- [Problem requirements]:
Please return only the lines from the one holding "and the drawable" through the one holding "use rand::Rng;", exactly as they appear in the records below, both ends included.

- [Data section]:

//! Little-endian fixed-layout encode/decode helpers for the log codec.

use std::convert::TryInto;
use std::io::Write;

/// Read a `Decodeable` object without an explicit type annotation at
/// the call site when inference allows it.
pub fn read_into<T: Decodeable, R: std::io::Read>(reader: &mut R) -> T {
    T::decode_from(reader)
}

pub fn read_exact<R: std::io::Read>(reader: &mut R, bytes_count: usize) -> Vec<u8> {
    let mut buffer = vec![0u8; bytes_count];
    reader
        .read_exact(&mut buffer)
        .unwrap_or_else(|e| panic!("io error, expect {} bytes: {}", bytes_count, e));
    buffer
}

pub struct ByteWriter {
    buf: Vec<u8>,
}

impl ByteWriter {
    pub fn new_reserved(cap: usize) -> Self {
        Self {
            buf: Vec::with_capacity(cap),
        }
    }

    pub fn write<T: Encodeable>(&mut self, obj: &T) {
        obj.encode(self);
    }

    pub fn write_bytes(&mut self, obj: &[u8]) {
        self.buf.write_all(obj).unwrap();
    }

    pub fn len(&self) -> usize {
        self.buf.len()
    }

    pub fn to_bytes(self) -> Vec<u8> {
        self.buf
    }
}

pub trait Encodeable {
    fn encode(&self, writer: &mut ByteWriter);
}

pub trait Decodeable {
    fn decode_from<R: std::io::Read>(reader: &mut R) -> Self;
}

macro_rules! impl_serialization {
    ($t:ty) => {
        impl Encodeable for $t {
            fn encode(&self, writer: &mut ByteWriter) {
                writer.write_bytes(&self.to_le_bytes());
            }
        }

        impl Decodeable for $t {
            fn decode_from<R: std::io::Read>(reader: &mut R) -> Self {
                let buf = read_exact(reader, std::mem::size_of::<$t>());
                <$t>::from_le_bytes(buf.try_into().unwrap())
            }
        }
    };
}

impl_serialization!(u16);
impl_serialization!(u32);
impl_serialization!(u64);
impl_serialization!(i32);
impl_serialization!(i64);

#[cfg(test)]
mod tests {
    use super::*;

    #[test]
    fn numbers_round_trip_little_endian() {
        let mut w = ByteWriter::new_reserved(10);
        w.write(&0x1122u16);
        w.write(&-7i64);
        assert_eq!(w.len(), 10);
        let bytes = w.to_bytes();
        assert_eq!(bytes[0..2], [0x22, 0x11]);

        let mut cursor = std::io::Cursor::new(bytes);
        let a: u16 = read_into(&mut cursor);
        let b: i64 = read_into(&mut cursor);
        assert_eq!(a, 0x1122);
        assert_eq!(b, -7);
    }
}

* * *

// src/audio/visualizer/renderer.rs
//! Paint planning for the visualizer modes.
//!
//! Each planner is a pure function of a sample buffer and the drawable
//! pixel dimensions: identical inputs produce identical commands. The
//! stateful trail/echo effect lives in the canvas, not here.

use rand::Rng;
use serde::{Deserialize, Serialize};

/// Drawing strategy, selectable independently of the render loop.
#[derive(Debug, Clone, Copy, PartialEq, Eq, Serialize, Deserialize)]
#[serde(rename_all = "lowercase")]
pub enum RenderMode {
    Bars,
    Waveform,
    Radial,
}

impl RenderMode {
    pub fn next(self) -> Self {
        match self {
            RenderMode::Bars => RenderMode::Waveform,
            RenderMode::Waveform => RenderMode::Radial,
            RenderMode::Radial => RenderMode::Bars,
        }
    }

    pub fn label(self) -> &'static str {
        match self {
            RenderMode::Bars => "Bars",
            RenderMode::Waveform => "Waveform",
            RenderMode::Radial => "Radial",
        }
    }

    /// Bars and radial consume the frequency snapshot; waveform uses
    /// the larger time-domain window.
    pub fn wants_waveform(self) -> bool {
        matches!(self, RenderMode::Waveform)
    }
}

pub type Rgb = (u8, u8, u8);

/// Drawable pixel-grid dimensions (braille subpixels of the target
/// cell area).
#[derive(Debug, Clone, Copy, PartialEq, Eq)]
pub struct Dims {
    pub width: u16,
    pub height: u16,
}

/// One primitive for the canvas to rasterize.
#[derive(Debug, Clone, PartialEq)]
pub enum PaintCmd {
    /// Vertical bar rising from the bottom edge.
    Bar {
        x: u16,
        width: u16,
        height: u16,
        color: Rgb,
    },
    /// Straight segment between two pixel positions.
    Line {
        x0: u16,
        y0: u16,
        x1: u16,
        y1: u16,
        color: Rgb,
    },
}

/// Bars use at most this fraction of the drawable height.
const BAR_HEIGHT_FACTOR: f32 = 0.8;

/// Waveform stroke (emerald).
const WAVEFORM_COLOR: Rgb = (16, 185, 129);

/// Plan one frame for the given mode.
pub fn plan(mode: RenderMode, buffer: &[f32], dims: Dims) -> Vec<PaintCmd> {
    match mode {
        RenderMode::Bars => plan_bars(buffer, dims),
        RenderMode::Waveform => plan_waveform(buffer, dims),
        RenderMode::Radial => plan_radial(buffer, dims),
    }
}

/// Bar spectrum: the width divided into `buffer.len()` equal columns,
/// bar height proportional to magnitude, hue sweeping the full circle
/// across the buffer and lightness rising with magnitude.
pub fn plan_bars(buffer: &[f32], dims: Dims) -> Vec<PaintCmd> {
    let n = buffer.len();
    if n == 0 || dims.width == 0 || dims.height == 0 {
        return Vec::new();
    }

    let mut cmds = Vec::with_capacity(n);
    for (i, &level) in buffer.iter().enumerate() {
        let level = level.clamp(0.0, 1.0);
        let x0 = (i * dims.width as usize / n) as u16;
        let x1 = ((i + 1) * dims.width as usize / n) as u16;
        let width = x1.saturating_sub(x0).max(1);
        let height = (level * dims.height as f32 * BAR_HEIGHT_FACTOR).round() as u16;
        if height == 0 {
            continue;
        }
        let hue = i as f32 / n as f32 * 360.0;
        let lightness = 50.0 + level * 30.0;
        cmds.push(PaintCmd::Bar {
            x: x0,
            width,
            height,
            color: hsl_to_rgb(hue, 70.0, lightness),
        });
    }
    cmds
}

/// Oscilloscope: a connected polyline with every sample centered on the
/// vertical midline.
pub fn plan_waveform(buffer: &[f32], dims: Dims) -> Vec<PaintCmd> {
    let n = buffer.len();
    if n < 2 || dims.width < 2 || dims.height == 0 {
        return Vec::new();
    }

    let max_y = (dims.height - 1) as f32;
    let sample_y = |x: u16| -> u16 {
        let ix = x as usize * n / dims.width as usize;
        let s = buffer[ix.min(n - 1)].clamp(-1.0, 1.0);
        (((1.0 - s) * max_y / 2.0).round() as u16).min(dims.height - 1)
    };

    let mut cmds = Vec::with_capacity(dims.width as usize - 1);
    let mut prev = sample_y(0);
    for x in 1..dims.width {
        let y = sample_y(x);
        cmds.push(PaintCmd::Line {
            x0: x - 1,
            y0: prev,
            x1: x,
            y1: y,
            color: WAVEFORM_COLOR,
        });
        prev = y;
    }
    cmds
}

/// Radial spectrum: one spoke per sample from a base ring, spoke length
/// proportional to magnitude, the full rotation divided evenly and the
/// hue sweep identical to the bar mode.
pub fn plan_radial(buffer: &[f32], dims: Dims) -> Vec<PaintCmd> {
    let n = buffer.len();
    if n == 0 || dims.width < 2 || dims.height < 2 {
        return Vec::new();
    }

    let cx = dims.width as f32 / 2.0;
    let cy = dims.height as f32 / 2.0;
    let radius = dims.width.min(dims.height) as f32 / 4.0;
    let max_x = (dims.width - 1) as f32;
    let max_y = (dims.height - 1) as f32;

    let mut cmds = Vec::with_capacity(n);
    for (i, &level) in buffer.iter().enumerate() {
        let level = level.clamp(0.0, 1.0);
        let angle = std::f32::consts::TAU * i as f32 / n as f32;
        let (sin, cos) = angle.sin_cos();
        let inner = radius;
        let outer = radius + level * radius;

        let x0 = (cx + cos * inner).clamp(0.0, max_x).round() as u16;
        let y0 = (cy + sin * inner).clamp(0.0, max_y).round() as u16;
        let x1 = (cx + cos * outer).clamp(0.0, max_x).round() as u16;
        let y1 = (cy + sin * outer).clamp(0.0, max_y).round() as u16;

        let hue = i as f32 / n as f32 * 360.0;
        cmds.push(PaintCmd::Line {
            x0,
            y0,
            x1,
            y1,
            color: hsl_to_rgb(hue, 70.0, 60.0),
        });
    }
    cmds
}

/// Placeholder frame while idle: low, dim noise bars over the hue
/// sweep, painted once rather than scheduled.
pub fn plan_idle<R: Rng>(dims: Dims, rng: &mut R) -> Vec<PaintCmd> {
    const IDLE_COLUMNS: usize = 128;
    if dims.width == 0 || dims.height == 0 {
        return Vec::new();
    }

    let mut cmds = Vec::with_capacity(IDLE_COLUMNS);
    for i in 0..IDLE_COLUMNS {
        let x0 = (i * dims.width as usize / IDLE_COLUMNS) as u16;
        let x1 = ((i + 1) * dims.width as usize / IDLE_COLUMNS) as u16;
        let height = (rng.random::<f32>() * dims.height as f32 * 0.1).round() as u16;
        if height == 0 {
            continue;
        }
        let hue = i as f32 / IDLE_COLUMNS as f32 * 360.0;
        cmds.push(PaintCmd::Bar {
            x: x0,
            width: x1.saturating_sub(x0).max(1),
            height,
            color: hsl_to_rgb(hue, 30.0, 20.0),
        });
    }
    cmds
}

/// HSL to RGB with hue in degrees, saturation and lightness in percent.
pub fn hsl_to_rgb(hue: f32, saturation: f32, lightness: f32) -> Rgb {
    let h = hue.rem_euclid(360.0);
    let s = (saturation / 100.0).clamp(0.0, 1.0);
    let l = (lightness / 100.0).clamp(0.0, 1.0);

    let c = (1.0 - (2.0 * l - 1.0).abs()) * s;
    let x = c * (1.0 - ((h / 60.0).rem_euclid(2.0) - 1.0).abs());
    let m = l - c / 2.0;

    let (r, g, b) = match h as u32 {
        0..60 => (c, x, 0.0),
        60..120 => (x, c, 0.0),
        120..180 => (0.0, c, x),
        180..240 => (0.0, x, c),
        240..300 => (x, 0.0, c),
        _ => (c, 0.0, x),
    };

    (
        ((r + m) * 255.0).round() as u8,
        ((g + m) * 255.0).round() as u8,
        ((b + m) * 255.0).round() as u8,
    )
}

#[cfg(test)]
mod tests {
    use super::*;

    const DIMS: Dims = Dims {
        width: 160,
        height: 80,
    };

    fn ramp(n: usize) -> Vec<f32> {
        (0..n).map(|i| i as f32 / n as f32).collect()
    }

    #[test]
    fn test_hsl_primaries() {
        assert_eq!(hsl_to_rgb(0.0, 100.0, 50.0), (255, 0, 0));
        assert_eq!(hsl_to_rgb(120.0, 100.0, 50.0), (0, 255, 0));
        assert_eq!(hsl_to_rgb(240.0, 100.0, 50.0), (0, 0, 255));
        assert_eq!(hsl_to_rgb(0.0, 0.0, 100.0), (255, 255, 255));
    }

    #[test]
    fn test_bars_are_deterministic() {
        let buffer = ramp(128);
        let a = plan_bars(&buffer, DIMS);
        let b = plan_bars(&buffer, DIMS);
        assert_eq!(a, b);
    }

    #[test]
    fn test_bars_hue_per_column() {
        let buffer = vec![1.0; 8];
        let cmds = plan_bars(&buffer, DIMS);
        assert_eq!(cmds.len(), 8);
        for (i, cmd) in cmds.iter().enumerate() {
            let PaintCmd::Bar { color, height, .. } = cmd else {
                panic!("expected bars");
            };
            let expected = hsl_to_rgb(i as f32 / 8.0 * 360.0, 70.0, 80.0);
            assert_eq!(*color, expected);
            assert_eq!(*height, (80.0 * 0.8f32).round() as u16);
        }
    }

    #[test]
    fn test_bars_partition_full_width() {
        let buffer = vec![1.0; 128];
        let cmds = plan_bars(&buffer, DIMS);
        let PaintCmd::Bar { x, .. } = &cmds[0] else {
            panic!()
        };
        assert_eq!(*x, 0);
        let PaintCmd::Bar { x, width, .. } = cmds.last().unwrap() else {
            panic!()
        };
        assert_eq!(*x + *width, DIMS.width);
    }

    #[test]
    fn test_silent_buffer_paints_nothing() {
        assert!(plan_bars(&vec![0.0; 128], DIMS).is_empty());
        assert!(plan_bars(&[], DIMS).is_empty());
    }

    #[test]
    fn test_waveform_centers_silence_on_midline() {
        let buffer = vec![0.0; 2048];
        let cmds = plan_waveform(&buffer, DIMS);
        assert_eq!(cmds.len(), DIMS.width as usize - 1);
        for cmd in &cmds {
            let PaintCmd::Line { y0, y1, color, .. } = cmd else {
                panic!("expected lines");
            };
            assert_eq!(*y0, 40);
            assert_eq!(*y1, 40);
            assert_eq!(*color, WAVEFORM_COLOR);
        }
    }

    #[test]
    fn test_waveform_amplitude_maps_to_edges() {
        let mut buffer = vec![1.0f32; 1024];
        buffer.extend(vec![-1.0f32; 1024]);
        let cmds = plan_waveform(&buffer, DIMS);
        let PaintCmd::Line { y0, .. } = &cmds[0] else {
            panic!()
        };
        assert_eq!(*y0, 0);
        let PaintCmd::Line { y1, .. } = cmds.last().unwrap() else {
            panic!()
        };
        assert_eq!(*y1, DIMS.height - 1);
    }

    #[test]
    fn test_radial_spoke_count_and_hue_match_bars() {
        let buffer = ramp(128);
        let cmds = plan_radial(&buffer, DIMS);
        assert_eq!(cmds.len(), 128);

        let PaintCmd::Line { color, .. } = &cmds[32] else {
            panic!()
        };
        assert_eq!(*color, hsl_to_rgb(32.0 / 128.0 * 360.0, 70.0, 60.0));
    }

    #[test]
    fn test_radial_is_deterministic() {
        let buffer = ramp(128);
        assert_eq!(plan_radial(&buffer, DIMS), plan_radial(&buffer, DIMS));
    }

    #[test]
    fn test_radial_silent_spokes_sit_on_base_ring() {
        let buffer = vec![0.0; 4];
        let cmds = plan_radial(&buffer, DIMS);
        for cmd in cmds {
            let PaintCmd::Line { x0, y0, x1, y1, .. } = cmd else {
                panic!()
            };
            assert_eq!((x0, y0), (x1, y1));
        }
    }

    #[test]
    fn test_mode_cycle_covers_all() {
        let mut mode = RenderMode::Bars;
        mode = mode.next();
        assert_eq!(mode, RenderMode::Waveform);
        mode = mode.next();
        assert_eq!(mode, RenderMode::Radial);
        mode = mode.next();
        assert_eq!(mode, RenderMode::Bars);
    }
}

- [Answer section]:
//! Each planner is a pure function of a sample buffer and the drawable
//! pixel dimensions: identical inputs produce identical commands. The
//! stateful trail/echo effect lives in the canvas, not here.

use rand::Rng;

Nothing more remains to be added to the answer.